▸ WHAT TO DO: Report the count of lines containing the word "false" in these records, with no other text.

[Dataset entries]
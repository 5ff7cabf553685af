//! Shared wait-then-act helpers for page objects.
//!
//! Every interaction goes through [`CommonActions`]: wait for the element
//! within a bounded budget, then act on it. Waits that run out of budget
//! surface as [`VigiaError::Timeout`]; an element that vanishes between the
//! wait and the action surfaces as [`VigiaError::NotFound`]. Failures are
//! logged and re-signalled, never swallowed, so a missed element always
//! fails the test that caused it.

use std::time::Instant;

use tracing::{debug, warn};

use crate::driver::{ElementHandle, Session, UiDriver};
use crate::locator::Locator;
use crate::result::{VigiaError, VigiaResult};

/// Default wait budget for element lookups (10 seconds).
pub const DEFAULT_WAIT_TIMEOUT_MS: u64 = 10_000;

/// Default polling interval (50ms).
pub const DEFAULT_POLL_INTERVAL_MS: u64 = 50;

/// Budget and cadence for element waits.
#[derive(Debug, Clone)]
pub struct WaitOptions {
    /// Timeout in milliseconds
    pub timeout_ms: u64,
    /// Polling interval in milliseconds
    pub poll_interval_ms: u64,
}

impl Default for WaitOptions {
    fn default() -> Self {
        Self {
            timeout_ms: DEFAULT_WAIT_TIMEOUT_MS,
            poll_interval_ms: DEFAULT_POLL_INTERVAL_MS,
        }
    }
}

impl WaitOptions {
    /// Create wait options with defaults.
    #[must_use]
    pub fn new() -> Self {
        Self::default()
    }

    /// Set timeout in milliseconds.
    #[must_use]
    pub const fn with_timeout(mut self, timeout_ms: u64) -> Self {
        self.timeout_ms = timeout_ms;
        self
    }

    /// Set polling interval in milliseconds.
    #[must_use]
    pub const fn with_poll_interval(mut self, poll_interval_ms: u64) -> Self {
        self.poll_interval_ms = poll_interval_ms;
        self
    }

    /// Timeout as a `Duration`.
    #[must_use]
    pub const fn timeout(&self) -> std::time::Duration {
        std::time::Duration::from_millis(self.timeout_ms)
    }

    /// Poll interval as a `Duration`.
    #[must_use]
    pub const fn poll_interval(&self) -> std::time::Duration {
        std::time::Duration::from_millis(self.poll_interval_ms)
    }
}

/// Wait, act and verify primitives shared by all page objects.
#[derive(Debug)]
pub struct CommonActions<D: UiDriver> {
    session: Session<D>,
    options: WaitOptions,
}

impl<D: UiDriver> Clone for CommonActions<D> {
    fn clone(&self) -> Self {
        Self {
            session: self.session.clone(),
            options: self.options.clone(),
        }
    }
}

impl<D: UiDriver> CommonActions<D> {
    /// Create actions over a session with the default wait budget.
    #[must_use]
    pub fn new(session: Session<D>) -> Self {
        Self {
            session,
            options: WaitOptions::default(),
        }
    }

    /// Create actions with an explicit wait budget.
    #[must_use]
    pub const fn with_options(session: Session<D>, options: WaitOptions) -> Self {
        Self { session, options }
    }

    /// The underlying session.
    #[must_use]
    pub const fn session(&self) -> &Session<D> {
        &self.session
    }

    /// The wait budget in force.
    #[must_use]
    pub const fn options(&self) -> &WaitOptions {
        &self.options
    }

    /// Poll until the element exists, within the wait budget.
    ///
    /// The first check runs before any sleep, so a zero budget still sees
    /// elements that are already present.
    ///
    /// # Errors
    ///
    /// Returns [`VigiaError::Timeout`] when the budget runs out before the
    /// element appears.
    pub async fn wait_for_present(&self, locator: &Locator) -> VigiaResult<ElementHandle> {
        let deadline = Instant::now() + self.options.timeout();
        loop {
            if let Some(handle) = self.session.find(locator).await? {
                return Ok(handle);
            }
            if Instant::now() >= deadline {
                break;
            }
            tokio::time::sleep(self.options.poll_interval()).await;
        }
        warn!(
            %locator,
            timeout_ms = self.options.timeout_ms,
            "element did not appear within the wait budget"
        );
        Err(VigiaError::Timeout {
            ms: self.options.timeout_ms,
        })
    }

    /// Wait for an input, clear it, then type `value` into it.
    ///
    /// # Errors
    ///
    /// Returns [`VigiaError::Timeout`] when the input never appears, or
    /// [`VigiaError::NotFound`] when it vanishes before the write lands.
    pub async fn set_input(&self, locator: &Locator, value: &str) -> VigiaResult<()> {
        self.wait_for_present(locator).await?;
        debug!(%locator, "setting input value");
        self.session.clear(locator).await.map_err(|err| {
            warn!(%locator, error = %err, "clearing input failed");
            err
        })?;
        self.session.type_text(locator, value).await.map_err(|err| {
            warn!(%locator, error = %err, "typing into input failed");
            err
        })
    }

    /// Wait for an element, then click it.
    ///
    /// # Errors
    ///
    /// Returns [`VigiaError::Timeout`] when the element never appears, or
    /// [`VigiaError::NotFound`] when it vanishes before the click lands.
    pub async fn click_element(&self, locator: &Locator) -> VigiaResult<()> {
        self.wait_for_present(locator).await?;
        debug!(%locator, "clicking element");
        self.session.click(locator).await.map_err(|err| {
            warn!(%locator, error = %err, "click failed");
            err
        })
    }

    /// Wait for an element, then report whether it is rendered.
    ///
    /// `Ok(false)` means the element exists but has no rendered box. A wait
    /// that runs out of budget is an error, not a `false`, so callers can
    /// tell "not visible" apart from "never appeared".
    ///
    /// # Errors
    ///
    /// Returns [`VigiaError::Timeout`] when the element never appears.
    pub async fn check_display(&self, locator: &Locator) -> VigiaResult<bool> {
        self.wait_for_present(locator).await?;
        let visibility = self.session.visibility(locator).await.map_err(|err| {
            warn!(%locator, error = %err, "visibility query failed");
            err
        })?;
        Ok(visibility.is_visible())
    }

    /// Current document title.
    ///
    /// # Errors
    ///
    /// Returns [`VigiaError::Session`] when the browser is gone.
    pub async fn page_title(&self) -> VigiaResult<String> {
        self.session.title().await
    }
}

▸ THE ANSWER: 2